EXTRACTED RECORDS START

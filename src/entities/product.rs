//! Product entity - Catalog items whose stock is tracked by the ledger.
//!
//! `current_stock` is a denormalized counter: it always equals the signed sum of the
//! product's inventory movements and is only written by the movement recorder.

use sea_orm::entity::prelude::*;
use serde::{Deserialize, Serialize};

/// Whether a product is consumed by production or sold as finished goods.
#[derive(Debug, Clone, Copy, PartialEq, Eq, EnumIter, DeriveActiveEnum, Serialize, Deserialize)]
#[sea_orm(rs_type = "String", db_type = "Text")]
#[serde(rename_all = "SCREAMING_SNAKE_CASE")]
pub enum ProductType {
    /// Input material consumed by production orders
    #[sea_orm(string_value = "RAW_MATERIAL")]
    RawMaterial,
    /// Manufactured item that enters stock through production batches
    #[sea_orm(string_value = "FINISHED_PRODUCT")]
    FinishedProduct,
}

/// Product database model
#[derive(Clone, Debug, PartialEq, Eq, DeriveEntityModel, Serialize, Deserialize)]
#[sea_orm(table_name = "products")]
pub struct Model {
    /// Unique identifier for the product
    #[sea_orm(primary_key)]
    pub id: i64,
    /// Stock keeping unit, unique across the catalog
    #[sea_orm(unique)]
    pub sku: String,
    /// Human-readable description
    pub description: String,
    /// Raw material or finished product
    pub product_type: ProductType,
    /// Unit of measure (e.g. "kg", "pcs")
    pub unit: String,
    /// Unit cost used by production cost analysis
    pub cost_price: Decimal,
    /// Threshold at or below which the product is reported as low stock
    pub min_stock: Decimal,
    /// Quantity on hand, maintained by the movement recorder
    pub current_stock: Decimal,
    /// Supplier the product is sourced from, if any
    pub supplier_id: Option<i64>,
    /// Soft delete flag - inactive products are hidden from the catalog
    pub is_active: bool,
    /// When the product was created
    pub created_at: DateTimeUtc,
    /// When the product was last modified
    pub updated_at: DateTimeUtc,
}

/// Defines relationships between Product and other entities
#[derive(Copy, Clone, Debug, EnumIter, DeriveRelation)]
pub enum Relation {
    /// One product has many inventory movements
    #[sea_orm(has_many = "super::inventory_movement::Entity")]
    InventoryMovements,
    /// A product may be sourced from one supplier
    #[sea_orm(
        belongs_to = "super::supplier::Entity",
        from = "Column::SupplierId",
        to = "super::supplier::Column::Id"
    )]
    Supplier,
}

impl Related<super::inventory_movement::Entity> for Entity {
    fn to() -> RelationDef {
        Relation::InventoryMovements.def()
    }
}

impl Related<super::supplier::Entity> for Entity {
    fn to() -> RelationDef {
        Relation::Supplier.def()
    }
}

impl ActiveModelBehavior for ActiveModel {}
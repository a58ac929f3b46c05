//! Product catalog - creation, lookup, typed updates, soft deletion and low-stock alerts.
//!
//! No write in this module touches `current_stock`: a product starts at zero and its stock
//! only changes through the movement recorder.

use crate::{
    core::{
        page::{self, Page, PageRequest},
        supplier,
    },
    entities::{Product, ProductType, product},
    errors::{Error, Result},
};
use rust_decimal::Decimal;
use sea_orm::{Condition, QueryOrder, Set, SqlErr, prelude::*, sea_query::Expr};
use tracing::info;

/// Fields required to create a product.
#[derive(Debug, Clone, PartialEq, Eq)]
pub struct NewProduct {
    pub sku: String,
    pub description: String,
    pub product_type: ProductType,
    pub unit: String,
    pub cost_price: Decimal,
    pub min_stock: Decimal,
    pub supplier_id: Option<i64>,
}

impl NewProduct {
    #[must_use]
    pub fn new(
        sku: impl Into<String>,
        description: impl Into<String>,
        product_type: ProductType,
        unit: impl Into<String>,
    ) -> Self {
        Self {
            sku: sku.into(),
            description: description.into(),
            product_type,
            unit: unit.into(),
            cost_price: Decimal::ZERO,
            min_stock: Decimal::ZERO,
            supplier_id: None,
        }
    }
}

/// Catalog fields that may be changed after creation. `None` leaves a field untouched.
///
/// `supplier_id` is doubly optional: `Some(None)` clears the supplier.
#[derive(Debug, Clone, Default, PartialEq, Eq)]
pub struct ProductUpdate {
    pub description: Option<String>,
    pub product_type: Option<ProductType>,
    pub unit: Option<String>,
    pub cost_price: Option<Decimal>,
    pub min_stock: Option<Decimal>,
    pub supplier_id: Option<Option<i64>>,
}

fn validate_non_negative(field: &str, value: Decimal) -> Result<()> {
    if value < Decimal::ZERO {
        return Err(Error::Validation {
            message: format!("{field} cannot be negative"),
        });
    }
    Ok(())
}

async fn ensure_supplier<C>(db: &C, supplier_id: Option<i64>) -> Result<()>
where
    C: ConnectionTrait,
{
    if let Some(id) = supplier_id {
        supplier::get_supplier_by_id(db, id)
            .await?
            .ok_or_else(|| Error::not_found("Supplier", id))?;
    }
    Ok(())
}

/// Creates a product with zero stock.
///
/// # Errors
/// * `Error::Validation` if the SKU or description is empty, a price/threshold is negative,
///   or the SKU is already taken
/// * `Error::NotFound` if the supplier does not exist or is inactive
pub async fn create_product<C>(db: &C, new_product: NewProduct) -> Result<product::Model>
where
    C: ConnectionTrait,
{
    let sku = new_product.sku.trim().to_string();
    if sku.is_empty() {
        return Err(Error::Validation {
            message: "Product SKU cannot be empty".to_string(),
        });
    }
    if new_product.description.trim().is_empty() {
        return Err(Error::Validation {
            message: "Product description cannot be empty".to_string(),
        });
    }
    validate_non_negative("Cost price", new_product.cost_price)?;
    validate_non_negative("Minimum stock", new_product.min_stock)?;

    if sku_exists(db, &sku).await? {
        return Err(Error::Validation {
            message: format!("SKU '{sku}' already exists"),
        });
    }
    ensure_supplier(db, new_product.supplier_id).await?;

    let now = chrono::Utc::now();
    let product = product::ActiveModel {
        sku: Set(sku.clone()),
        description: Set(new_product.description.trim().to_string()),
        product_type: Set(new_product.product_type),
        unit: Set(new_product.unit),
        cost_price: Set(new_product.cost_price),
        min_stock: Set(new_product.min_stock),
        current_stock: Set(Decimal::ZERO),
        supplier_id: Set(new_product.supplier_id),
        is_active: Set(true),
        created_at: Set(now),
        updated_at: Set(now),
        ..Default::default()
    };

    let created = product.insert(db).await.map_err(|err| match err.sql_err() {
        Some(SqlErr::UniqueConstraintViolation(_)) => Error::Validation {
            message: format!("SKU '{sku}' already exists"),
        },
        _ => Error::Database(err),
    })?;
    info!("Created product '{}' (ID: {})", created.sku, created.id);
    Ok(created)
}

/// Finds an active product by id.
pub async fn get_product_by_id<C>(db: &C, product_id: i64) -> Result<Option<product::Model>>
where
    C: ConnectionTrait,
{
    Product::find_by_id(product_id)
        .filter(product::Column::IsActive.eq(true))
        .one(db)
        .await
        .map_err(Into::into)
}

/// Finds an active product by SKU.
pub async fn get_product_by_sku<C>(db: &C, sku: &str) -> Result<Option<product::Model>>
where
    C: ConnectionTrait,
{
    Product::find()
        .filter(product::Column::Sku.eq(sku))
        .filter(product::Column::IsActive.eq(true))
        .one(db)
        .await
        .map_err(Into::into)
}

/// Whether any product, active or soft-deleted, already uses this SKU.
pub async fn sku_exists<C>(db: &C, sku: &str) -> Result<bool>
where
    C: ConnectionTrait,
{
    let existing = Product::find()
        .filter(product::Column::Sku.eq(sku.trim()))
        .one(db)
        .await?;
    Ok(existing.is_some())
}

/// Pages through active products ordered by SKU, optionally matching `search`
/// against SKU or description.
pub async fn find_products<C>(
    db: &C,
    search: Option<&str>,
    request: PageRequest,
) -> Result<Page<product::Model>>
where
    C: ConnectionTrait,
{
    let mut query = Product::find().filter(product::Column::IsActive.eq(true));
    if let Some(term) = search.map(str::trim).filter(|t| !t.is_empty()) {
        query = query.filter(
            Condition::any()
                .add(product::Column::Sku.contains(term))
                .add(product::Column::Description.contains(term)),
        );
    }

    let paginator = query
        .order_by_asc(product::Column::Sku)
        .paginate(db, request.page_size());
    page::fetch(paginator, request).await
}

/// Applies a typed update to an active product.
///
/// # Errors
/// * `Error::NotFound` if the product or the new supplier does not exist or is inactive
/// * `Error::Validation` if a new price or threshold is negative
pub async fn update_product<C>(
    db: &C,
    product_id: i64,
    update: ProductUpdate,
) -> Result<product::Model>
where
    C: ConnectionTrait,
{
    let existing = get_product_by_id(db, product_id)
        .await?
        .ok_or_else(|| Error::not_found("Product", product_id))?;

    let mut product: product::ActiveModel = existing.into();
    if let Some(description) = update.description {
        product.description = Set(description);
    }
    if let Some(product_type) = update.product_type {
        product.product_type = Set(product_type);
    }
    if let Some(unit) = update.unit {
        product.unit = Set(unit);
    }
    if let Some(cost_price) = update.cost_price {
        validate_non_negative("Cost price", cost_price)?;
        product.cost_price = Set(cost_price);
    }
    if let Some(min_stock) = update.min_stock {
        validate_non_negative("Minimum stock", min_stock)?;
        product.min_stock = Set(min_stock);
    }
    if let Some(supplier_id) = update.supplier_id {
        ensure_supplier(db, supplier_id).await?;
        product.supplier_id = Set(supplier_id);
    }
    product.updated_at = Set(chrono::Utc::now());

    product.update(db).await.map_err(Into::into)
}

/// Soft-deletes a product. Its movements stay untouched.
///
/// # Errors
/// Returns `Error::NotFound` if the product does not exist or is already inactive.
pub async fn delete_product<C>(db: &C, product_id: i64) -> Result<()>
where
    C: ConnectionTrait,
{
    let result = Product::update_many()
        .col_expr(product::Column::IsActive, Expr::value(false))
        .col_expr(product::Column::UpdatedAt, Expr::value(chrono::Utc::now()))
        .filter(product::Column::Id.eq(product_id))
        .filter(product::Column::IsActive.eq(true))
        .exec(db)
        .await?;

    if result.rows_affected == 0 {
        return Err(Error::not_found("Product", product_id));
    }
    info!("Soft-deleted product {}", product_id);
    Ok(())
}

/// Active products whose stock is at or below their minimum, ordered by SKU.
pub async fn get_low_stock_products<C>(db: &C) -> Result<Vec<product::Model>>
where
    C: ConnectionTrait,
{
    Product::find()
        .filter(product::Column::IsActive.eq(true))
        .filter(Expr::col(product::Column::CurrentStock).lte(Expr::col(product::Column::MinStock)))
        .order_by_asc(product::Column::Sku)
        .all(db)
        .await
        .map_err(Into::into)
}

#[cfg(test)]
mod tests {
    #![allow(clippy::unwrap_used)]
    use super::*;
    use crate::test_utils::*;
    use rust_decimal_macros::dec;
    use sea_orm::{DatabaseBackend, MockDatabase};

    #[tokio::test]
    async fn test_create_product_validation() -> Result<()> {
        let db = MockDatabase::new(DatabaseBackend::Sqlite).into_connection();

        let result = create_product(
            &db,
            NewProduct::new("  ", "Resin", ProductType::RawMaterial, "kg"),
        )
        .await;
        assert!(matches!(result, Err(Error::Validation { .. })));

        let mut negative = NewProduct::new("RES", "Resin", ProductType::RawMaterial, "kg");
        negative.cost_price = dec!(-1);
        let result = create_product(&db, negative).await;
        assert!(matches!(result, Err(Error::Validation { .. })));
        Ok(())
    }

    #[tokio::test]
    async fn test_create_product_starts_with_zero_stock() -> Result<()> {
        let db = setup_test_db().await?;

        let mut new_product =
            NewProduct::new(" PE-01 ", "Polyethylene", ProductType::RawMaterial, "kg");
        new_product.cost_price = dec!(25);
        new_product.min_stock = dec!(100);
        let product = create_product(&db, new_product).await?;

        assert_eq!(product.sku, "PE-01");
        assert_eq!(product.current_stock, dec!(0));
        assert_eq!(product.cost_price, dec!(25));
        assert!(product.is_active);
        Ok(())
    }

    #[tokio::test]
    async fn test_duplicate_sku_is_rejected() -> Result<()> {
        let db = setup_test_db().await?;
        create_test_product(&db, "DUP-01").await?;

        let result = create_product(
            &db,
            NewProduct::new("DUP-01", "Again", ProductType::RawMaterial, "kg"),
        )
        .await;
        assert!(matches!(result, Err(Error::Validation { message }) if message.contains("DUP-01")));
        Ok(())
    }

    #[tokio::test]
    async fn test_update_product_only_touches_given_fields() -> Result<()> {
        let db = setup_test_db().await?;
        let product = create_stocked_product(&db, "UPD-01", dec!(8)).await?;
        let vendor = supplier::create_supplier(&db, "Acme Resins").await?;

        let updated = update_product(
            &db,
            product.id,
            ProductUpdate {
                description: Some("Renamed".to_string()),
                min_stock: Some(dec!(2)),
                supplier_id: Some(Some(vendor.id)),
                ..Default::default()
            },
        )
        .await?;

        assert_eq!(updated.description, "Renamed");
        assert_eq!(updated.min_stock, dec!(2));
        assert_eq!(updated.supplier_id, Some(vendor.id));
        assert_eq!(updated.unit, product.unit);
        assert_eq!(updated.current_stock, dec!(8));
        Ok(())
    }

    #[tokio::test]
    async fn test_supplier_must_be_active() -> Result<()> {
        let db = setup_test_db().await?;
        let vendor = supplier::create_supplier(&db, "Acme Resins").await?;

        let mut new_product = NewProduct::new("SUP-01", "Resin", ProductType::RawMaterial, "kg");
        new_product.supplier_id = Some(vendor.id);
        let product = create_product(&db, new_product.clone()).await?;
        assert_eq!(product.supplier_id, Some(vendor.id));

        supplier::deactivate_supplier(&db, vendor.id).await?;
        new_product.sku = "SUP-02".to_string();
        let result = create_product(&db, new_product).await;
        assert!(matches!(result, Err(Error::NotFound { entity: "Supplier", .. })));

        let result = update_product(
            &db,
            product.id,
            ProductUpdate {
                supplier_id: Some(Some(999)),
                ..Default::default()
            },
        )
        .await;
        assert!(matches!(result, Err(Error::NotFound { entity: "Supplier", .. })));

        let cleared = update_product(
            &db,
            product.id,
            ProductUpdate {
                supplier_id: Some(None),
                ..Default::default()
            },
        )
        .await?;
        assert_eq!(cleared.supplier_id, None);
        Ok(())
    }

    #[tokio::test]
    async fn test_soft_delete_hides_product() -> Result<()> {
        let db = setup_test_db().await?;
        let product = create_test_product(&db, "DEL-01").await?;

        delete_product(&db, product.id).await?;
        assert!(get_product_by_id(&db, product.id).await?.is_none());
        assert!(Product::find_by_id(product.id).one(&db).await?.is_some());

        let result = delete_product(&db, product.id).await;
        assert!(matches!(result, Err(Error::NotFound { .. })));

        let result = update_product(&db, product.id, ProductUpdate::default()).await;
        assert!(matches!(result, Err(Error::NotFound { .. })));
        Ok(())
    }

    #[tokio::test]
    async fn test_soft_deleted_sku_still_exists() -> Result<()> {
        let db = setup_test_db().await?;
        let product = create_test_product(&db, "GONE-01").await?;
        delete_product(&db, product.id).await?;

        assert!(get_product_by_sku(&db, "GONE-01").await?.is_none());
        assert!(sku_exists(&db, "GONE-01").await?);
        assert!(!sku_exists(&db, "NEVER-01").await?);

        let result = create_product(
            &db,
            NewProduct::new("GONE-01", "Reused", ProductType::RawMaterial, "kg"),
        )
        .await;
        assert!(matches!(result, Err(Error::Validation { .. })));
        Ok(())
    }

    #[tokio::test]
    async fn test_find_products_searches_and_paginates() -> Result<()> {
        let db = setup_test_db().await?;
        for sku in ["FILM-01", "FILM-02", "FILM-03", "BAG-01"] {
            create_test_product(&db, sku).await?;
        }
        let hidden = create_test_product(&db, "FILM-04").await?;
        delete_product(&db, hidden.id).await?;

        let page = find_products(&db, Some("FILM"), PageRequest::new(1, 2)).await?;
        assert_eq!(page.total_items, 3);
        assert_eq!(page.total_pages, 2);
        assert_eq!(page.items.len(), 2);
        assert_eq!(page.items[0].sku, "FILM-01");

        let page = find_products(&db, Some("FILM"), PageRequest::new(2, 2)).await?;
        assert_eq!(page.items.len(), 1);
        assert_eq!(page.items[0].sku, "FILM-03");

        let page = find_products(&db, None, PageRequest::default()).await?;
        assert_eq!(page.total_items, 4);
        assert_eq!(page.items[0].sku, "BAG-01");
        Ok(())
    }

    #[tokio::test]
    async fn test_low_stock_products() -> Result<()> {
        let db = setup_test_db().await?;
        // test products have min_stock 5
        let low = create_stocked_product(&db, "LOW-01", dec!(5)).await?;
        create_stocked_product(&db, "OK-01", dec!(6)).await?;
        let empty = create_test_product(&db, "LOW-02").await?;

        let low_stock = get_low_stock_products(&db).await?;
        let ids: Vec<i64> = low_stock.iter().map(|p| p.id).collect();
        assert_eq!(ids, vec![low.id, empty.id]);
        Ok(())
    }
}
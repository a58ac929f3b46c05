//! Movement recorder - enforces stock rules at the moment of change and writes the audit trail.
//!
//! Each call appends exactly one immutable movement row and applies the matching delta to the
//! product's stock counter, both inside the caller's transaction. Exits re-read the stock under
//! the product row lock before deciding, so two concurrent exits cannot both pass the check.

use crate::{
    core::ledger,
    entities::{InventoryMovement, MovementType, inventory_movement},
    errors::{Error, Result},
};
use rust_decimal::Decimal;
use sea_orm::{DatabaseTransaction, QueryOrder, Set, prelude::*};
use tracing::{info, instrument, warn};

/// Input for a single stock movement.
#[derive(Debug, Clone, PartialEq, Eq)]
pub struct MovementRequest {
    pub product_id: i64,
    /// Always positive; the direction comes from the operation
    pub quantity: Decimal,
    /// User performing the movement
    pub user_id: i64,
    /// Document justifying the movement
    pub reference_document: String,
    pub notes: Option<String>,
    pub batch: Option<String>,
}

impl MovementRequest {
    #[must_use]
    pub fn new(
        product_id: i64,
        quantity: Decimal,
        user_id: i64,
        reference_document: impl Into<String>,
    ) -> Self {
        Self {
            product_id,
            quantity,
            user_id,
            reference_document: reference_document.into(),
            notes: None,
            batch: None,
        }
    }

    #[must_use]
    pub fn with_notes(mut self, notes: impl Into<String>) -> Self {
        self.notes = Some(notes.into());
        self
    }

    #[must_use]
    pub fn with_batch(mut self, batch: impl Into<String>) -> Self {
        self.batch = Some(batch.into());
        self
    }
}

fn ensure_positive(quantity: Decimal) -> Result<()> {
    if quantity <= Decimal::ZERO {
        return Err(Error::InvalidQuantity { quantity });
    }
    Ok(())
}

async fn insert_movement(
    txn: &DatabaseTransaction,
    request: &MovementRequest,
    movement_type: MovementType,
    signed_quantity: Decimal,
) -> Result<inventory_movement::Model> {
    let movement = inventory_movement::ActiveModel {
        product_id: Set(request.product_id),
        movement_type: Set(movement_type),
        quantity: Set(signed_quantity),
        user_id: Set(request.user_id),
        reference_document: Set(request.reference_document.clone()),
        notes: Set(request.notes.clone()),
        batch: Set(request.batch.clone()),
        created_at: Set(chrono::Utc::now()),
        ..Default::default()
    };
    movement.insert(txn).await.map_err(Into::into)
}

/// Records an ENTRY movement and adds `quantity` to the product's stock.
///
/// # Errors
/// * `Error::InvalidQuantity` if the quantity is not positive
/// * `Error::NotFound` if the product does not exist
#[instrument(skip(txn, request), fields(product_id = request.product_id, quantity = %request.quantity))]
pub async fn record_entry(
    txn: &DatabaseTransaction,
    request: &MovementRequest,
) -> Result<inventory_movement::Model> {
    ensure_positive(request.quantity)?;

    ledger::lock_product(txn, request.product_id).await?;
    let movement = insert_movement(txn, request, MovementType::Entry, request.quantity).await?;
    let product = ledger::adjust_stock(txn, request.product_id, request.quantity).await?;

    info!(
        "Recorded entry of {} for product {} ({}), stock now {}",
        request.quantity, product.sku, request.reference_document, product.current_stock
    );
    Ok(movement)
}

/// Records an EXIT movement (persisted as `-quantity`) and subtracts it from stock.
///
/// # Errors
/// * `Error::InvalidQuantity` if the quantity is not positive
/// * `Error::NotFound` if the product does not exist
/// * `Error::InsufficientStock` if the locked stock is below `quantity`; nothing is written
#[instrument(skip(txn, request), fields(product_id = request.product_id, quantity = %request.quantity))]
pub async fn record_exit(
    txn: &DatabaseTransaction,
    request: &MovementRequest,
) -> Result<inventory_movement::Model> {
    ensure_positive(request.quantity)?;

    let available = ledger::get_stock(txn, request.product_id).await?;
    if available < request.quantity {
        warn!(
            "Rejected exit of {} for product {}: only {} available",
            request.quantity, request.product_id, available
        );
        return Err(Error::InsufficientStock {
            product_id: request.product_id,
            available,
            requested: request.quantity,
        });
    }

    let movement = insert_movement(txn, request, MovementType::Exit, -request.quantity).await?;
    let product = ledger::adjust_stock(txn, request.product_id, -request.quantity).await?;

    info!(
        "Recorded exit of {} for product {} ({}), stock now {}",
        request.quantity, product.sku, request.reference_document, product.current_stock
    );
    Ok(movement)
}

/// Retrieves the movement history of a product, newest first.
pub async fn movements_for_product<C>(
    db: &C,
    product_id: i64,
) -> Result<Vec<inventory_movement::Model>>
where
    C: ConnectionTrait,
{
    InventoryMovement::find()
        .filter(inventory_movement::Column::ProductId.eq(product_id))
        .order_by_desc(inventory_movement::Column::Id)
        .all(db)
        .await
        .map_err(Into::into)
}
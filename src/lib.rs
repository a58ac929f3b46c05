//! `mfg-ledger` - inventory ledger core of a manufacturing ERP
//!
//! This crate keeps each product's stock counter and its append-only movement history in
//! agreement, and composes sales orders and production steps on top of them so that every
//! business operation either applies all of its stock effects or none.

// Deny the most critical lints that could lead to bugs or security issues
#![deny(
    // Security and correctness
    unsafe_code,
    unsafe_op_in_unsafe_fn,

    // Code quality - things that are almost always bugs
    unreachable_code,
    unreachable_patterns,
    unused_must_use,

    // Documentation - broken links are bugs
    rustdoc::broken_intra_doc_links,
    rustdoc::private_intra_doc_links,
)]
// Warn on things that should be fixed but aren't necessarily bugs
#![warn(
    // Documentation - missing docs should be added gradually
    missing_docs,

    // Clippy categories for overall code quality
    clippy::all,
    clippy::pedantic,
    clippy::nursery,

    // Performance
    clippy::inefficient_to_string,
    clippy::large_types_passed_by_value,
    clippy::needless_pass_by_value,
    clippy::unnecessary_wraps,

    // Correctness
    clippy::clone_on_ref_ptr,
    clippy::dbg_macro,
    clippy::exit,
    clippy::expect_used,
    clippy::float_cmp,
    clippy::panic,
    clippy::todo,
    clippy::unimplemented,
    clippy::unwrap_used,

    // Complexity and readability
    clippy::cognitive_complexity,
    clippy::large_enum_variant,
    clippy::match_same_arms,
    clippy::too_many_lines,

    // Style consistency
    clippy::enum_glob_use,
    clippy::inconsistent_struct_constructor,
    clippy::missing_errors_doc,
    clippy::missing_panics_doc,
    clippy::must_use_candidate,
    clippy::redundant_closure_for_method_calls,
    clippy::semicolon_if_nothing_returned,
    clippy::wildcard_imports,

    // Future compatibility
    future_incompatible,
    rust_2018_idioms,
)]
// Allow some pedantic lints that are too noisy or not applicable
#![allow(
    clippy::module_name_repetitions,  // Common pattern in Rust
    clippy::missing_errors_doc,        // Will add gradually
    clippy::missing_panics_doc,        // Will add gradually
)]

/// Configuration management for database and application settings
pub mod config;
/// Core business logic - ledger, movements, sales and production operations
pub mod core;
/// SeaORM entity definitions for database tables
pub mod entities;
/// Unified error types and result handling
pub mod errors;
/// Transactional service facade with audit logging
pub mod service;

#[cfg(test)]
pub mod test_utils;
//! Invoice entity - Billing document for a sales order.
//!
//! Pending and overdue invoices make up a client's outstanding balance.

use sea_orm::entity::prelude::*;
use serde::{Deserialize, Serialize};

#[derive(Debug, Clone, Copy, PartialEq, Eq, EnumIter, DeriveActiveEnum, Serialize, Deserialize)]
#[sea_orm(rs_type = "String", db_type = "Text")]
#[serde(rename_all = "SCREAMING_SNAKE_CASE")]
pub enum InvoiceStatus {
    #[sea_orm(string_value = "PENDING")]
    Pending,
    #[sea_orm(string_value = "PAID")]
    Paid,
    #[sea_orm(string_value = "OVERDUE")]
    Overdue,
}

/// Invoice database model
#[derive(Clone, Debug, PartialEq, Eq, DeriveEntityModel, Serialize, Deserialize)]
#[sea_orm(table_name = "invoices")]
pub struct Model {
    #[sea_orm(primary_key)]
    pub id: i64,
    pub order_id: i64,
    /// Amount billed, the order total at issue time
    pub amount: Decimal,
    pub status: InvoiceStatus,
    pub issue_date: Date,
    pub due_date: Date,
}

#[derive(Copy, Clone, Debug, EnumIter, DeriveRelation)]
pub enum Relation {
    #[sea_orm(
        belongs_to = "super::sales_order::Entity",
        from = "Column::OrderId",
        to = "super::sales_order::Column::Id"
    )]
    SalesOrder,
}

impl Related<super::sales_order::Entity> for Entity {
    fn to() -> RelationDef {
        Relation::SalesOrder.def()
    }
}

impl ActiveModelBehavior for ActiveModel {}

EXTRACTED RECORDS END

TASK TO COMPLETE: Go through the records and count every line with the word "consumed"; the answer is the number alone.

SOLUTION BELOW: 2